▸ EXERCISE DIRECTIONS:
All lines from the entries below that contain the string "AsyncWrite" should be copied out.

▸ AVAILABLE DATA:
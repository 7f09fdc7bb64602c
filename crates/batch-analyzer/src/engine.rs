//! UCI engine session (async I/O)
//!
//! One session owns one engine process and evaluates one position at a time.
//! The protocol state is tracked explicitly; a search cut off by its deadline
//! leaves the session `Evaluating` until the engine's terminal `bestmove` has
//! been drained, and the next call resynchronizes with `isready` first.

use std::future::Future;
use std::process::Stdio;
use std::time::Duration;

use tokio::io::{AsyncBufReadExt, AsyncRead, AsyncWrite, AsyncWriteExt, BufReader, Lines};
use tokio::process::{Child, Command};
use tokio::time::{sleep_until, timeout, Instant};
use tracing::{debug, warn};

use crate::error::WorkerError;
use crate::models::{EngineSettings, Evaluation, Score};

const QUIT_WAIT: Duration = Duration::from_secs(1);

type EngineReader = Lines<BufReader<Box<dyn AsyncRead + Send + Unpin>>>;
type EngineWriter = Box<dyn AsyncWrite + Send + Unpin>;

#[derive(Debug, Clone, Copy, PartialEq, Eq)]
pub enum SessionState {
    Uninitialized,
    Handshaking,
    Ready,
    Evaluating,
    Closed,
}

/// How to launch the engine process
#[derive(Debug, Clone)]
pub struct EngineCommand {
    pub program: String,
    pub args: Vec<String>,
}

impl EngineCommand {
    pub fn new(program: impl Into<String>) -> Self {
        Self {
            program: program.into(),
            args: Vec::new(),
        }
    }
}

#[derive(Debug, Clone, Copy)]
pub struct EngineTimeouts {
    /// Bound on the whole `uci` .. `readyok` handshake
    pub startup: Duration,
    /// Bound on `isready` .. `readyok` after the handshake
    pub ready: Duration,
    /// How long to wait for `bestmove` after sending `stop`
    pub stop_grace: Duration,
}

impl Default for EngineTimeouts {
    fn default() -> Self {
        Self {
            startup: Duration::from_secs(10),
            ready: Duration::from_secs(10),
            stop_grace: Duration::from_millis(500),
        }
    }
}

/// A single engine process speaking UCI
pub struct EngineSession {
    state: SessionState,
    child: Option<Child>,
    writer: EngineWriter,
    lines: EngineReader,
    timeouts: EngineTimeouts,
}

impl EngineSession {
    /// Spawn the engine and complete the UCI handshake within the startup
    /// timeout. The process is killed if startup fails.
    pub async fn open(command: &EngineCommand, timeouts: EngineTimeouts) -> Result<Self, WorkerError> {
        let mut child = Command::new(&command.program)
            .args(&command.args)
            .stdin(Stdio::piped())
            .stdout(Stdio::piped())
            .stderr(Stdio::null())
            .kill_on_drop(true)
            .spawn()
            .map_err(|e| {
                WorkerError::EngineStartup(format!("Failed to spawn {}: {e}", command.program))
            })?;

        let (Some(stdin), Some(stdout)) = (child.stdin.take(), child.stdout.take()) else {
            let _ = child.start_kill();
            return Err(WorkerError::EngineStartup("engine stdio not captured".into()));
        };

        let mut session = Self::from_transport(Box::new(stdout), Box::new(stdin), timeouts);
        session.child = Some(child);
        session.start().await?;
        Ok(session)
    }

    fn from_transport(
        reader: Box<dyn AsyncRead + Send + Unpin>,
        writer: EngineWriter,
        timeouts: EngineTimeouts,
    ) -> Self {
        Self {
            state: SessionState::Uninitialized,
            child: None,
            writer,
            lines: BufReader::new(reader).lines(),
            timeouts,
        }
    }

    async fn start(&mut self) -> Result<(), WorkerError> {
        let limit = self.timeouts.startup;
        let failure = match timeout(limit, self.handshake()).await {
            Ok(Ok(())) => return Ok(()),
            Ok(Err(e)) => e.to_string(),
            Err(_) => format!("handshake did not complete within {limit:?}"),
        };
        self.terminate().await;
        Err(WorkerError::EngineStartup(failure))
    }

    async fn handshake(&mut self) -> Result<(), WorkerError> {
        self.state = SessionState::Handshaking;
        self.send("uci").await?;
        self.wait_for("uciok").await?;

        self.send("setoption name Threads value 1").await?;
        self.send("isready").await?;
        self.wait_for("readyok").await?;

        self.state = SessionState::Ready;
        Ok(())
    }

    pub fn state(&self) -> SessionState {
        self.state
    }

    pub fn is_usable(&self) -> bool {
        matches!(self.state, SessionState::Ready | SessionState::Evaluating)
    }

    /// Start a new game: `ucinewgame` and wait for `readyok`.
    pub async fn reset(&mut self) -> Result<(), WorkerError> {
        self.ensure_ready().await?;
        self.send("ucinewgame").await?;
        self.await_ready().await
    }

    /// Evaluate a position until the engine reports `bestmove` or the
    /// deadline passes, whichever comes first. Reaching the deadline is not
    /// an error: the result holds whatever arrived before it.
    pub async fn evaluate(
        &mut self,
        fen: &str,
        settings: &EngineSettings,
        deadline: Instant,
    ) -> Result<Evaluation, WorkerError> {
        self.ensure_ready().await?;
        self.send(&format!("position fen {fen}")).await?;
        self.send(&settings.go_command()).await?;
        self.state = SessionState::Evaluating;

        let mut result = Evaluation::default();
        let expiry = sleep_until(deadline);
        tokio::pin!(expiry);

        loop {
            let line = tokio::select! {
                biased;
                _ = &mut expiry => None,
                line = self.next_line() => Some(line?),
            };
            let Some(line) = line else {
                debug!(fen, "Evaluation deadline reached, stopping search");
                self.stop_search().await?;
                return Ok(result);
            };

            if let Some(best_move) = parse_bestmove(&line) {
                result.best_move = best_move;
                self.state = SessionState::Ready;
                return Ok(result);
            }
            if let Some(score) = parse_score(&line) {
                result.score = Some(score);
            }
        }
    }

    /// Send `quit` and wait briefly for the process to exit, killing it
    /// otherwise. Exit problems are logged only.
    pub async fn close(&mut self) {
        if self.state != SessionState::Closed {
            let _ = self.send("quit").await;
        }
        self.state = SessionState::Closed;

        let Some(mut child) = self.child.take() else {
            return;
        };
        match timeout(QUIT_WAIT, child.wait()).await {
            Ok(Ok(status)) => debug!(%status, "Engine exited"),
            Ok(Err(e)) => warn!(error = %e, "Failed to wait for engine exit"),
            Err(_) => {
                warn!("Engine ignored quit, killing");
                if let Err(e) = child.kill().await {
                    warn!(error = %e, "Failed to kill engine");
                }
            }
        }
    }

    async fn ensure_ready(&mut self) -> Result<(), WorkerError> {
        match self.state {
            SessionState::Ready => Ok(()),
            // A previous search never acknowledged its stop.
            SessionState::Evaluating => self.await_ready().await,
            _ => Err(WorkerError::EngineNotReady),
        }
    }

    /// `isready` .. `readyok` within the ready timeout. Anything else the
    /// engine still had queued (a late `bestmove`) is skipped.
    async fn await_ready(&mut self) -> Result<(), WorkerError> {
        self.send("isready").await?;
        match timeout(self.timeouts.ready, self.wait_for("readyok")).await {
            Ok(result) => {
                result?;
                self.state = SessionState::Ready;
                Ok(())
            }
            Err(_) => {
                self.mark_closed();
                Err(WorkerError::Engine(format!(
                    "no readyok within {:?}",
                    self.timeouts.ready
                )))
            }
        }
    }

    async fn stop_search(&mut self) -> Result<(), WorkerError> {
        self.send("stop").await?;
        let grace = self.timeouts.stop_grace;
        let drain = async {
            loop {
                let line = self.next_line().await?;
                if parse_bestmove(&line).is_some() {
                    return Ok::<(), WorkerError>(());
                }
            }
        };
        match timeout(grace, drain).await {
            Ok(result) => {
                result?;
                self.state = SessionState::Ready;
            }
            Err(_) => {
                debug!("No bestmove within stop grace, resync on next use");
            }
        }
        Ok(())
    }

    async fn send(&mut self, cmd: &str) -> Result<(), WorkerError> {
        debug!(cmd, "engine <");
        let written = async {
            self.writer.write_all(format!("{cmd}\n").as_bytes()).await?;
            self.writer.flush().await
        }
        .await;
        written.map_err(|e| {
            self.mark_closed();
            WorkerError::Engine(format!("Failed to write to engine: {e}"))
        })
    }

    async fn next_line(&mut self) -> Result<String, WorkerError> {
        match self.lines.next_line().await {
            Ok(Some(line)) => {
                let line = line.trim().to_string();
                debug!(line = %line, "engine >");
                Ok(line)
            }
            Ok(None) => {
                self.mark_closed();
                Err(WorkerError::Engine("engine output closed".into()))
            }
            Err(e) => {
                self.mark_closed();
                Err(WorkerError::Engine(format!("Failed to read from engine: {e}")))
            }
        }
    }

    async fn wait_for(&mut self, expected: &str) -> Result<(), WorkerError> {
        loop {
            if self.next_line().await? == expected {
                return Ok(());
            }
        }
    }

    fn mark_closed(&mut self) {
        self.state = SessionState::Closed;
        if let Some(child) = self.child.as_mut() {
            let _ = child.start_kill();
        }
    }

    async fn terminate(&mut self) {
        self.mark_closed();
        if let Some(mut child) = self.child.take() {
            let _ = timeout(QUIT_WAIT, child.wait()).await;
        }
    }
}

impl Drop for EngineSession {
    fn drop(&mut self) {
        if let Some(child) = self.child.as_mut() {
            let _ = child.start_kill();
        }
    }
}

/// Something that evaluates positions one at a time.
pub trait Evaluator: Send {
    fn reset(&mut self) -> impl Future<Output = Result<(), WorkerError>> + Send;

    fn evaluate(
        &mut self,
        fen: &str,
        settings: &EngineSettings,
        deadline: Instant,
    ) -> impl Future<Output = Result<Evaluation, WorkerError>> + Send;

    fn close(&mut self) -> impl Future<Output = ()> + Send;

    /// False once the session can no longer accept work.
    fn is_usable(&self) -> bool;
}

impl Evaluator for EngineSession {
    async fn reset(&mut self) -> Result<(), WorkerError> {
        EngineSession::reset(self).await
    }

    async fn evaluate(
        &mut self,
        fen: &str,
        settings: &EngineSettings,
        deadline: Instant,
    ) -> Result<Evaluation, WorkerError> {
        EngineSession::evaluate(self, fen, settings, deadline).await
    }

    async fn close(&mut self) {
        EngineSession::close(self).await
    }

    fn is_usable(&self) -> bool {
        EngineSession::is_usable(self)
    }
}

/// Opens one dedicated session per worker.
pub trait EngineLauncher: Send + Sync + 'static {
    type Session: Evaluator + 'static;

    fn open(&self) -> impl Future<Output = Result<Self::Session, WorkerError>> + Send;
}

/// Launches real engine processes
#[derive(Debug, Clone)]
pub struct ProcessLauncher {
    pub command: EngineCommand,
    pub timeouts: EngineTimeouts,
}

impl EngineLauncher for ProcessLauncher {
    type Session = EngineSession;

    async fn open(&self) -> Result<EngineSession, WorkerError> {
        EngineSession::open(&self.command, self.timeouts).await
    }
}

/// Parse the score from an info line; cp and mate are mutually exclusive.
fn parse_score(line: &str) -> Option<Score> {
    if !line.starts_with("info") {
        return None;
    }
    let parts: Vec<&str> = line.split_whitespace().collect();
    let idx = parts.iter().position(|p| *p == "score")?;
    let value: i32 = parts.get(idx + 2)?.parse().ok()?;
    match *parts.get(idx + 1)? {
        "cp" => Some(Score::Centipawns(value)),
        "mate" => Some(Score::Mate(value)),
        _ => None,
    }
}

/// `Some(move)` for a bestmove line; the inner value is `None` for `(none)`.
fn parse_bestmove(line: &str) -> Option<Option<String>> {
    let mut parts = line.split_whitespace();
    if parts.next()? != "bestmove" {
        return None;
    }
    Some(
        parts
            .next()
            .filter(|mv| *mv != "(none)")
            .map(str::to_string),
    )
}
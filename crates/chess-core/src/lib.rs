//! Chess-notation boundary for the batch analyzer: PGN cleanup and
//! sequencing of a game into engine-ready board snapshots.

pub mod pgn;
pub mod positions;

pub use positions::{sequence_pgn, GameLine, PlayedMove, PositionSnapshot, SequenceError};
pub use shakmaty::Color;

▸ ANSWER SPACE:
use tokio::io::{AsyncBufReadExt, AsyncRead, AsyncWrite, AsyncWriteExt, BufReader, Lines};
type EngineWriter = Box<dyn AsyncWrite + Send + Unpin>;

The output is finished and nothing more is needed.